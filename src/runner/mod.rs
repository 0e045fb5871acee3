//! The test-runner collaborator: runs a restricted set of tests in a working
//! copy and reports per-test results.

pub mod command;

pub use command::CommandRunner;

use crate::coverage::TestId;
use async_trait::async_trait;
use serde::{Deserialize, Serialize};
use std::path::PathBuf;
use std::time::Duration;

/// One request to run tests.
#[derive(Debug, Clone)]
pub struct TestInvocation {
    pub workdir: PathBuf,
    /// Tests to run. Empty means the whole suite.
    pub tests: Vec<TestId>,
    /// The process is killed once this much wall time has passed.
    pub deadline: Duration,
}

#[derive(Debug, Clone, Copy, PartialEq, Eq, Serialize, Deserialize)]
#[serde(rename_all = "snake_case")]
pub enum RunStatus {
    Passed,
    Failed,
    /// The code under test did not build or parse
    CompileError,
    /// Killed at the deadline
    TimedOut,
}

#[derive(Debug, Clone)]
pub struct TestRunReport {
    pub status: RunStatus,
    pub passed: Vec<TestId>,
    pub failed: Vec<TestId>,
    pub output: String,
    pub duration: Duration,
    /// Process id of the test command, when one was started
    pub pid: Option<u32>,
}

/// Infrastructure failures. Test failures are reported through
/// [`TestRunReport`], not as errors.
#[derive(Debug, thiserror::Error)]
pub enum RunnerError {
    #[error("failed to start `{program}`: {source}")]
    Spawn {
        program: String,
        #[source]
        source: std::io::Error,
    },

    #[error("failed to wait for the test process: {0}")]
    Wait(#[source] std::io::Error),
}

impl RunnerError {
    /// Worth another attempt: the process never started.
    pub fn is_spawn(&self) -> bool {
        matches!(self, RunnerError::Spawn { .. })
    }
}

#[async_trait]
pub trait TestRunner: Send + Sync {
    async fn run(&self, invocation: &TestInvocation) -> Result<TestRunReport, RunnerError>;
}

• • •

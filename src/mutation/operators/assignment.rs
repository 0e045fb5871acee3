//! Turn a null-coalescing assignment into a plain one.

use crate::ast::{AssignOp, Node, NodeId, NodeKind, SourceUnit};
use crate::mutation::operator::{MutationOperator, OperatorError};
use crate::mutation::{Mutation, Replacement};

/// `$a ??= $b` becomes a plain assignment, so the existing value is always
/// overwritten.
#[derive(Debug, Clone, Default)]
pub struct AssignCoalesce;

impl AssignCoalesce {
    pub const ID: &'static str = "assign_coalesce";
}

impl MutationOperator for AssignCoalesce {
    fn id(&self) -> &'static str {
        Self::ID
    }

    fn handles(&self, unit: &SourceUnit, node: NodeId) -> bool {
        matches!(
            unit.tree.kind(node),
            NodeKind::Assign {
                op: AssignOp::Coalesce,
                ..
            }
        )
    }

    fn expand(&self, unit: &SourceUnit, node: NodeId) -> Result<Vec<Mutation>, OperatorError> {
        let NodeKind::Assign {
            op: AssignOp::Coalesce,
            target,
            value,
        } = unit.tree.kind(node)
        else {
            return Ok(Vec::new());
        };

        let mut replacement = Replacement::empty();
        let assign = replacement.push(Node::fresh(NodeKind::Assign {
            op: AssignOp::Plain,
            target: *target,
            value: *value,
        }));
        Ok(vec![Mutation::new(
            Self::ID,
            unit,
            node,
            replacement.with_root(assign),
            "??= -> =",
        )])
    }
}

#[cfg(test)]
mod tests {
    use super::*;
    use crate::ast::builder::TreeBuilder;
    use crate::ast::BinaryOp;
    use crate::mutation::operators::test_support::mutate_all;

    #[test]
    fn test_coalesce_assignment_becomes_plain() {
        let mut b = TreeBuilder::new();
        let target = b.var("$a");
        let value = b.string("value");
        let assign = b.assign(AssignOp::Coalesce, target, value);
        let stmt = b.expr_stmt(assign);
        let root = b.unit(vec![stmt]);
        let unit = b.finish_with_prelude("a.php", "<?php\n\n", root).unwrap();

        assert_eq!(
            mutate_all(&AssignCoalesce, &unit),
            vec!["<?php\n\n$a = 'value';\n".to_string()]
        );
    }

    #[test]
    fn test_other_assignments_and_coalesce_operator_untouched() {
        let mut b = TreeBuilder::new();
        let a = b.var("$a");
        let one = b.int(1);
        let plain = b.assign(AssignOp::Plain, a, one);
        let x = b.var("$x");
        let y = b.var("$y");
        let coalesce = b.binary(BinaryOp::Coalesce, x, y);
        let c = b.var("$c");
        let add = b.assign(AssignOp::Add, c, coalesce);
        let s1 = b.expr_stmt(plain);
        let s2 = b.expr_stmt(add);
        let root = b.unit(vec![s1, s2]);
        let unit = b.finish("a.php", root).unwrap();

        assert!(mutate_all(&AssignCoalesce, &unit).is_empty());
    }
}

• • •

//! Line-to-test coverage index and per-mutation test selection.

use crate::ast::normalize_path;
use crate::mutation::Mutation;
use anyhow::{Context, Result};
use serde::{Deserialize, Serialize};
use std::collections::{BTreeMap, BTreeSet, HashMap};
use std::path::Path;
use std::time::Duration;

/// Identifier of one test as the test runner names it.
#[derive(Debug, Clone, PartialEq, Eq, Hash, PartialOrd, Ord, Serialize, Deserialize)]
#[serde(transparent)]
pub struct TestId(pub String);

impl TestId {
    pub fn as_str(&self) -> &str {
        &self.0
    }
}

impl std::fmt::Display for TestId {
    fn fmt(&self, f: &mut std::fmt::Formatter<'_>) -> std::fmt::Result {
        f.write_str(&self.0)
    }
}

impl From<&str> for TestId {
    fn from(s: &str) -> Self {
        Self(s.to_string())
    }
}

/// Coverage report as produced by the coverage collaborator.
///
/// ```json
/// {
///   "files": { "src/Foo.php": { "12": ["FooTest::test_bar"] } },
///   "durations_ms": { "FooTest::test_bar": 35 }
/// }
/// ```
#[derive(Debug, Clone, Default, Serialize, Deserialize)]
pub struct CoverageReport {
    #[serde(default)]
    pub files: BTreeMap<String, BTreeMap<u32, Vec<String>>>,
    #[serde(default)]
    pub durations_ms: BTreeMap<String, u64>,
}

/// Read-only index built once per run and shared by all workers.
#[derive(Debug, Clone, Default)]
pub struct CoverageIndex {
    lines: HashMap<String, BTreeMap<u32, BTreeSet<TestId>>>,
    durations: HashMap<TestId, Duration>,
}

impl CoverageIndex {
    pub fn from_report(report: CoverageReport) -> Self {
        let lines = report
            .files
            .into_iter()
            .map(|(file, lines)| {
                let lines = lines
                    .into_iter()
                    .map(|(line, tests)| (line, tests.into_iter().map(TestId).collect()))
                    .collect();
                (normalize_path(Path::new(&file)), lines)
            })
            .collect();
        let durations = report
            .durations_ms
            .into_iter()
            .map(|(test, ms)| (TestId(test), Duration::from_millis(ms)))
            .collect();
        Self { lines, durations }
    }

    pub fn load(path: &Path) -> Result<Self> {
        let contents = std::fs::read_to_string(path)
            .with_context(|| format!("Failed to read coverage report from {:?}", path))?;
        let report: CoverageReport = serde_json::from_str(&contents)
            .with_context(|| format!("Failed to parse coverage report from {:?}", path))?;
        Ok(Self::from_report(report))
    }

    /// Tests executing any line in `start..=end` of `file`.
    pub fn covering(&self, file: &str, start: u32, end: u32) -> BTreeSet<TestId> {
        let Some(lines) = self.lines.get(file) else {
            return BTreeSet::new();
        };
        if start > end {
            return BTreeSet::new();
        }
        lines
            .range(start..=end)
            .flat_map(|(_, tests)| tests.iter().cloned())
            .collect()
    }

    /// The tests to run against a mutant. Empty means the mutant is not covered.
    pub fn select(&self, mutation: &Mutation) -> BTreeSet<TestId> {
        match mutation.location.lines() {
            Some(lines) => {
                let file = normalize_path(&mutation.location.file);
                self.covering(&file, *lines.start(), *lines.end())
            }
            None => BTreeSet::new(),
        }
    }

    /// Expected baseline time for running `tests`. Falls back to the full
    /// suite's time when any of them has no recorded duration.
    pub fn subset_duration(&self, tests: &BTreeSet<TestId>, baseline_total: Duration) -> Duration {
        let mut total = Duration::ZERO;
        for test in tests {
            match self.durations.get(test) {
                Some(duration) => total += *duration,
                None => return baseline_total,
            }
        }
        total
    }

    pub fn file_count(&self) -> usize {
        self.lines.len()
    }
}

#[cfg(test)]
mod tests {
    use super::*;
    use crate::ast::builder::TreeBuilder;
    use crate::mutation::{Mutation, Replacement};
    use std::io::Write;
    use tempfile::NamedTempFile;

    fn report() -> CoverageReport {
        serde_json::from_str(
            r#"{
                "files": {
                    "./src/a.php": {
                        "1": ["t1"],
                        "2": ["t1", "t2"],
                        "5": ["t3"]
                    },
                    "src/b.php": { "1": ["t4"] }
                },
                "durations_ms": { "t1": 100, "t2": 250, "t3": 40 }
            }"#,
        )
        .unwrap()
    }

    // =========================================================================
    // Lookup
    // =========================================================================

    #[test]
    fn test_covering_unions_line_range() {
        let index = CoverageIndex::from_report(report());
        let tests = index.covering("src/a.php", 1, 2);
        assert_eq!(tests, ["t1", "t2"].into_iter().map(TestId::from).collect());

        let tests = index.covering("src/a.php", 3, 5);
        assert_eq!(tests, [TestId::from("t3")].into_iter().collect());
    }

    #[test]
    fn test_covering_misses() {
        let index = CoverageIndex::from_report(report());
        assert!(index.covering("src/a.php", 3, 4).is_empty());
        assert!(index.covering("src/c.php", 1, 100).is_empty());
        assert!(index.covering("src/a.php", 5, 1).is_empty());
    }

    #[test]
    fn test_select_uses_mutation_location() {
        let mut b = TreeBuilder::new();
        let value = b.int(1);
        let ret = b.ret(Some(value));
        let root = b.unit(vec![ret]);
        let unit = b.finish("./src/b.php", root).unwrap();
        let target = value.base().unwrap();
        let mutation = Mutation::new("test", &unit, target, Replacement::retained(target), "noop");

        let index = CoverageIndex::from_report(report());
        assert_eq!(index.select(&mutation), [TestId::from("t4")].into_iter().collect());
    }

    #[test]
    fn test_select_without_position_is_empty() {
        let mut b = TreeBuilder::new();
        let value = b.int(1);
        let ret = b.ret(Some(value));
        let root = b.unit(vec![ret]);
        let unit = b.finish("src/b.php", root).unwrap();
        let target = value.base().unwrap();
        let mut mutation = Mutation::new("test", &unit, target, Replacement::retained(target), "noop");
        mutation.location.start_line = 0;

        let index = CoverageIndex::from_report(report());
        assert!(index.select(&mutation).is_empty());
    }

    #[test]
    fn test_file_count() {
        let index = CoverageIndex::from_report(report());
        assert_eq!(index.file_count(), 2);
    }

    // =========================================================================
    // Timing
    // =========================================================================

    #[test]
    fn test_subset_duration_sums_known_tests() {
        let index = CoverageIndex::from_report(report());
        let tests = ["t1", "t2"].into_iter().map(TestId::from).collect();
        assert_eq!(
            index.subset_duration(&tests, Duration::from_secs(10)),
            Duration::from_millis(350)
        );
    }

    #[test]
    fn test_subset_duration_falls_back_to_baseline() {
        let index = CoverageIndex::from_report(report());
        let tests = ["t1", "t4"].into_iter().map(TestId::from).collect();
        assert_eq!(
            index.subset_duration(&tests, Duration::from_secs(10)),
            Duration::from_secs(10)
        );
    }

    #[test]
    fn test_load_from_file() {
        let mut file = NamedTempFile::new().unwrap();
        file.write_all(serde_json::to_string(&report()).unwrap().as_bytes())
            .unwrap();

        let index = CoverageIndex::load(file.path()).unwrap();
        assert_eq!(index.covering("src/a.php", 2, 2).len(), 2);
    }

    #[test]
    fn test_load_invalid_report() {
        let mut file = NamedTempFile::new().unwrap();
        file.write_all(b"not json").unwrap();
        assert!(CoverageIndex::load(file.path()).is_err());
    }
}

• • •

REQUIRED WORK:
The sole thing to report is how many lines in the data hold the string "NodeKind".

TASK OUTPUT:
4